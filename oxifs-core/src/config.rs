//! Container configuration.

use crate::error::{OxiFsError, Result};

/// Bytes of file content per block record.
pub const BLOCK_SIZE: usize = 1024;

/// Number of removals after which the container is compacted.
pub const DELETES_COUNT_FOR_DEFRAGMENTATION: u32 = 5;

/// Largest accepted block size.
///
/// Block lengths are stored as 32-bit values and a block is compressed in
/// memory as a whole, so anything beyond a few megabytes is a mistake.
pub const MAX_BLOCK_SIZE: usize = 1 << 22;

/// Container configuration parameters.
///
/// Nothing here is persisted in the container. A container must be reopened
/// with the same `block_size` it was written with, otherwise directory sizes
/// (which are charged per whole block) stop matching new imports.
#[derive(Debug, Clone, Copy, PartialEq, Eq)]
pub struct ContainerConfig {
    /// Bytes of content per block; the last block of a file may be shorter.
    pub block_size: usize,
    /// Removals between automatic compactions.
    pub compaction_threshold: u32,
    /// Call `sync_data` after every mutating operation, not just `flush`.
    pub sync_writes: bool,
}

impl ContainerConfig {
    /// Default configuration: 1 KiB blocks, compaction every 5 removals.
    pub const DEFAULT: Self = Self {
        block_size: BLOCK_SIZE,
        compaction_threshold: DELETES_COUNT_FOR_DEFRAGMENTATION,
        sync_writes: false,
    };

    /// Create the default configuration.
    pub fn new() -> Self {
        Self::DEFAULT
    }

    /// Set the block size.
    pub fn with_block_size(mut self, block_size: usize) -> Self {
        self.block_size = block_size;
        self
    }

    /// Set the number of removals between compactions.
    pub fn with_compaction_threshold(mut self, threshold: u32) -> Self {
        self.compaction_threshold = threshold;
        self
    }

    /// Enable or disable `sync_data` after writes.
    pub fn with_sync_writes(mut self, sync: bool) -> Self {
        self.sync_writes = sync;
        self
    }

    /// Size charged to directories for a file of `blocks_count` blocks.
    pub fn charged_size(&self, blocks_count: u32) -> u64 {
        blocks_count as u64 * self.block_size as u64
    }

    /// Check that every value is in range.
    pub fn validate(&self) -> Result<()> {
        if self.block_size == 0 || self.block_size > MAX_BLOCK_SIZE {
            return Err(OxiFsError::invalid_config(format!(
                "block size {} outside 1..={}",
                self.block_size, MAX_BLOCK_SIZE
            )));
        }
        if self.compaction_threshold == 0 {
            return Err(OxiFsError::invalid_config(
                "compaction threshold must be at least 1",
            ));
        }
        Ok(())
    }
}

impl Default for ContainerConfig {
    fn default() -> Self {
        Self::DEFAULT
    }
}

○ ○ ○ ○ ○ ○ ○

# What is needed:
Beginning with the line above that contains "pub fn new()", copy each line exactly up to and including the line that contains "if self.block_size == 0", and go no further.

# Exercise output:
    pub fn new() -> Self {
        Self::DEFAULT
    }

    /// Set the block size.
    pub fn with_block_size(mut self, block_size: usize) -> Self {
        self.block_size = block_size;
        self
    }

    /// Set the number of removals between compactions.
    pub fn with_compaction_threshold(mut self, threshold: u32) -> Self {
        self.compaction_threshold = threshold;
        self
    }

    /// Enable or disable `sync_data` after writes.
    pub fn with_sync_writes(mut self, sync: bool) -> Self {
        self.sync_writes = sync;
        self
    }

    /// Size charged to directories for a file of `blocks_count` blocks.
    pub fn charged_size(&self, blocks_count: u32) -> u64 {
        blocks_count as u64 * self.block_size as u64
    }

    /// Check that every value is in range.
    pub fn validate(&self) -> Result<()> {
        if self.block_size == 0 || self.block_size > MAX_BLOCK_SIZE {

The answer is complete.